Copy every line of the data exactly, leaving nothing out.

**MATERIAL PROVIDED:**
━━━━━━━━━━━━━━━━

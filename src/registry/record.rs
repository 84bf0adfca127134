//! Fixed-schema task record.
//!
//! Defines [`TaskRecord`], the typed view of one row of the utility's verbose
//! CSV output. Columns are positional; [`TaskRecord::FIELD_NAMES`] is the
//! single source of truth for their order.

use serde::{Deserialize, Serialize};

use crate::error::{Result, SchtasksError};

/// One task's attributes as reported by a verbose query.
///
/// Every field is the display string the utility emitted. Dates, durations
/// and flags are left uninterpreted.
#[derive(Debug, Clone, Default, PartialEq, Eq, Serialize, Deserialize)]
pub struct TaskRecord {
    /// Host the task is registered on.
    pub host_name: String,
    /// Full task name, including folder path.
    pub task_name: String,
    /// Next scheduled run time.
    pub next_run_time: String,
    /// Current status (e.g. `Ready`, `Running`, `Disabled`).
    pub status: String,
    /// Logon mode.
    pub logon_mode: String,
    /// Time of the previous run.
    pub last_run_time: String,
    /// Result code of the previous run.
    pub last_result: String,
    /// Task author.
    pub author: String,
    /// Command line the task executes.
    pub task_to_run: String,
    /// Working directory for the command.
    pub start_in: String,
    /// Free-form comment.
    pub comment: String,
    /// Enabled/disabled state of the registration.
    pub scheduled_task_state: String,
    /// Idle-time condition.
    pub idle_time: String,
    /// Power-management flags.
    pub power_management: String,
    /// Account the task runs as.
    pub run_as_user: String,
    /// Whether the task is deleted when it is not rescheduled.
    pub delete_if_not_rescheduled: String,
    /// Maximum run duration before the task is stopped.
    pub stop_task_if_runs_for: String,
    /// Human-readable schedule description.
    pub schedule: String,
    /// Schedule type.
    pub schedule_type: String,
    /// Trigger start time.
    pub start_time: String,
    /// Trigger start date.
    pub start_date: String,
    /// Trigger end date.
    pub end_date: String,
    /// Days the trigger fires on.
    pub days: String,
    /// Months the trigger fires in.
    pub months: String,
    /// Repetition interval.
    pub repeat_every: String,
    /// Repetition end time.
    pub repeat_until_time: String,
    /// Repetition duration.
    pub repeat_until_duration: String,
    /// Whether a repetition stops a still-running instance.
    pub repeat_stop_if_still_running: String,
}

impl TaskRecord {
    /// Column names in the order the utility emits them.
    pub const FIELD_NAMES: [&'static str; 28] = [
        "host_name",
        "task_name",
        "next_run_time",
        "status",
        "logon_mode",
        "last_run_time",
        "last_result",
        "author",
        "task_to_run",
        "start_in",
        "comment",
        "scheduled_task_state",
        "idle_time",
        "power_management",
        "run_as_user",
        "delete_if_not_rescheduled",
        "stop_task_if_runs_for",
        "schedule",
        "schedule_type",
        "start_time",
        "start_date",
        "end_date",
        "days",
        "months",
        "repeat_every",
        "repeat_until_time",
        "repeat_until_duration",
        "repeat_stop_if_still_running",
    ];

    /// Number of columns in a verbose row.
    pub const FIELD_COUNT: usize = Self::FIELD_NAMES.len();

    /// Build a record from one decoded row.
    ///
    /// # Errors
    ///
    /// Returns [`SchtasksError::Parse`] if `row` does not have exactly
    /// [`FIELD_COUNT`](Self::FIELD_COUNT) fields.
    pub fn from_row(row: Vec<String>) -> Result<Self> {
        let fields: [String; Self::FIELD_COUNT] =
            row.try_into().map_err(|row: Vec<String>| SchtasksError::Parse {
                expected: Self::FIELD_COUNT,
                found: row.len(),
            })?;

        let [
            host_name,
            task_name,
            next_run_time,
            status,
            logon_mode,
            last_run_time,
            last_result,
            author,
            task_to_run,
            start_in,
            comment,
            scheduled_task_state,
            idle_time,
            power_management,
            run_as_user,
            delete_if_not_rescheduled,
            stop_task_if_runs_for,
            schedule,
            schedule_type,
            start_time,
            start_date,
            end_date,
            days,
            months,
            repeat_every,
            repeat_until_time,
            repeat_until_duration,
            repeat_stop_if_still_running,
        ] = fields;

        Ok(Self {
            host_name,
            task_name,
            next_run_time,
            status,
            logon_mode,
            last_run_time,
            last_result,
            author,
            task_to_run,
            start_in,
            comment,
            scheduled_task_state,
            idle_time,
            power_management,
            run_as_user,
            delete_if_not_rescheduled,
            stop_task_if_runs_for,
            schedule,
            schedule_type,
            start_time,
            start_date,
            end_date,
            days,
            months,
            repeat_every,
            repeat_until_time,
            repeat_until_duration,
            repeat_stop_if_still_running,
        })
    }

    /// Field values in schema order.
    pub fn values(&self) -> [&str; Self::FIELD_COUNT] {
        [
            self.host_name.as_str(),
            self.task_name.as_str(),
            self.next_run_time.as_str(),
            self.status.as_str(),
            self.logon_mode.as_str(),
            self.last_run_time.as_str(),
            self.last_result.as_str(),
            self.author.as_str(),
            self.task_to_run.as_str(),
            self.start_in.as_str(),
            self.comment.as_str(),
            self.scheduled_task_state.as_str(),
            self.idle_time.as_str(),
            self.power_management.as_str(),
            self.run_as_user.as_str(),
            self.delete_if_not_rescheduled.as_str(),
            self.stop_task_if_runs_for.as_str(),
            self.schedule.as_str(),
            self.schedule_type.as_str(),
            self.start_time.as_str(),
            self.start_date.as_str(),
            self.end_date.as_str(),
            self.days.as_str(),
            self.months.as_str(),
            self.repeat_every.as_str(),
            self.repeat_until_time.as_str(),
            self.repeat_until_duration.as_str(),
            self.repeat_stop_if_still_running.as_str(),
        ]
    }

    /// `(name, value)` pairs in schema order.
    pub fn fields(&self) -> impl Iterator<Item = (&'static str, &str)> {
        Self::FIELD_NAMES.into_iter().zip(self.values())
    }

    /// Look up a field by its schema name.
    pub fn get(&self, name: &str) -> Option<&str> {
        self.fields()
            .find(|(field, _)| *field == name)
            .map(|(_, value)| value)
    }
}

━━━━━━━━━━━━━━━━

**RESPONSE TO THIS EXERCISE:**
filename src/registry/record.rs
repository 84bf0adfca127134
//! Fixed-schema task record.
//!
//! Defines [`TaskRecord`], the typed view of one row of the utility's verbose
//! CSV output. Columns are positional; [`TaskRecord::FIELD_NAMES`] is the
//! single source of truth for their order.

use serde::{Deserialize, Serialize};

use crate::error::{Result, SchtasksError};

/// One task's attributes as reported by a verbose query.
///
/// Every field is the display string the utility emitted. Dates, durations
/// and flags are left uninterpreted.
#[derive(Debug, Clone, Default, PartialEq, Eq, Serialize, Deserialize)]
pub struct TaskRecord {
    /// Host the task is registered on.
    pub host_name: String,
    /// Full task name, including folder path.
    pub task_name: String,
    /// Next scheduled run time.
    pub next_run_time: String,
    /// Current status (e.g. `Ready`, `Running`, `Disabled`).
    pub status: String,
    /// Logon mode.
    pub logon_mode: String,
    /// Time of the previous run.
    pub last_run_time: String,
    /// Result code of the previous run.
    pub last_result: String,
    /// Task author.
    pub author: String,
    /// Command line the task executes.
    pub task_to_run: String,
    /// Working directory for the command.
    pub start_in: String,
    /// Free-form comment.
    pub comment: String,
    /// Enabled/disabled state of the registration.
    pub scheduled_task_state: String,
    /// Idle-time condition.
    pub idle_time: String,
    /// Power-management flags.
    pub power_management: String,
    /// Account the task runs as.
    pub run_as_user: String,
    /// Whether the task is deleted when it is not rescheduled.
    pub delete_if_not_rescheduled: String,
    /// Maximum run duration before the task is stopped.
    pub stop_task_if_runs_for: String,
    /// Human-readable schedule description.
    pub schedule: String,
    /// Schedule type.
    pub schedule_type: String,
    /// Trigger start time.
    pub start_time: String,
    /// Trigger start date.
    pub start_date: String,
    /// Trigger end date.
    pub end_date: String,
    /// Days the trigger fires on.
    pub days: String,
    /// Months the trigger fires in.
    pub months: String,
    /// Repetition interval.
    pub repeat_every: String,
    /// Repetition end time.
    pub repeat_until_time: String,
    /// Repetition duration.
    pub repeat_until_duration: String,
    /// Whether a repetition stops a still-running instance.
    pub repeat_stop_if_still_running: String,
}

impl TaskRecord {
    /// Column names in the order the utility emits them.
    pub const FIELD_NAMES: [&'static str; 28] = [
        "host_name",
        "task_name",
        "next_run_time",
        "status",
        "logon_mode",
        "last_run_time",
        "last_result",
        "author",
        "task_to_run",
        "start_in",
        "comment",
        "scheduled_task_state",
        "idle_time",
        "power_management",
        "run_as_user",
        "delete_if_not_rescheduled",
        "stop_task_if_runs_for",
        "schedule",
        "schedule_type",
        "start_time",
        "start_date",
        "end_date",
        "days",
        "months",
        "repeat_every",
        "repeat_until_time",
        "repeat_until_duration",
        "repeat_stop_if_still_running",
    ];

    /// Number of columns in a verbose row.
    pub const FIELD_COUNT: usize = Self::FIELD_NAMES.len();

    /// Build a record from one decoded row.
    ///
    /// # Errors
    ///
    /// Returns [`SchtasksError::Parse`] if `row` does not have exactly
    /// [`FIELD_COUNT`](Self::FIELD_COUNT) fields.
    pub fn from_row(row: Vec<String>) -> Result<Self> {
        let fields: [String; Self::FIELD_COUNT] =
            row.try_into().map_err(|row: Vec<String>| SchtasksError::Parse {
                expected: Self::FIELD_COUNT,
                found: row.len(),
            })?;

        let [
            host_name,
            task_name,
            next_run_time,
            status,
            logon_mode,
            last_run_time,
            last_result,
            author,
            task_to_run,
            start_in,
            comment,
            scheduled_task_state,
            idle_time,
            power_management,
            run_as_user,
            delete_if_not_rescheduled,
            stop_task_if_runs_for,
            schedule,
            schedule_type,
            start_time,
            start_date,
            end_date,
            days,
            months,
            repeat_every,
            repeat_until_time,
            repeat_until_duration,
            repeat_stop_if_still_running,
        ] = fields;

        Ok(Self {
            host_name,
            task_name,
            next_run_time,
            status,
            logon_mode,
            last_run_time,
            last_result,
            author,
            task_to_run,
            start_in,
            comment,
            scheduled_task_state,
            idle_time,
            power_management,
            run_as_user,
            delete_if_not_rescheduled,
            stop_task_if_runs_for,
            schedule,
            schedule_type,
            start_time,
            start_date,
            end_date,
            days,
            months,
            repeat_every,
            repeat_until_time,
            repeat_until_duration,
            repeat_stop_if_still_running,
        })
    }

    /// Field values in schema order.
    pub fn values(&self) -> [&str; Self::FIELD_COUNT] {
        [
            self.host_name.as_str(),
            self.task_name.as_str(),
            self.next_run_time.as_str(),
            self.status.as_str(),
            self.logon_mode.as_str(),
            self.last_run_time.as_str(),
            self.last_result.as_str(),
            self.author.as_str(),
            self.task_to_run.as_str(),
            self.start_in.as_str(),
            self.comment.as_str(),
            self.scheduled_task_state.as_str(),
            self.idle_time.as_str(),
            self.power_management.as_str(),
            self.run_as_user.as_str(),
            self.delete_if_not_rescheduled.as_str(),
            self.stop_task_if_runs_for.as_str(),
            self.schedule.as_str(),
            self.schedule_type.as_str(),
            self.start_time.as_str(),
            self.start_date.as_str(),
            self.end_date.as_str(),
            self.days.as_str(),
            self.months.as_str(),
            self.repeat_every.as_str(),
            self.repeat_until_time.as_str(),
            self.repeat_until_duration.as_str(),
            self.repeat_stop_if_still_running.as_str(),
        ]
    }

    /// `(name, value)` pairs in schema order.
    pub fn fields(&self) -> impl Iterator<Item = (&'static str, &str)> {
        Self::FIELD_NAMES.into_iter().zip(self.values())
    }

    /// Look up a field by its schema name.
    pub fn get(&self, name: &str) -> Option<&str> {
        self.fields()
            .find(|(field, _)| *field == name)
            .map(|(_, value)| value)
    }
}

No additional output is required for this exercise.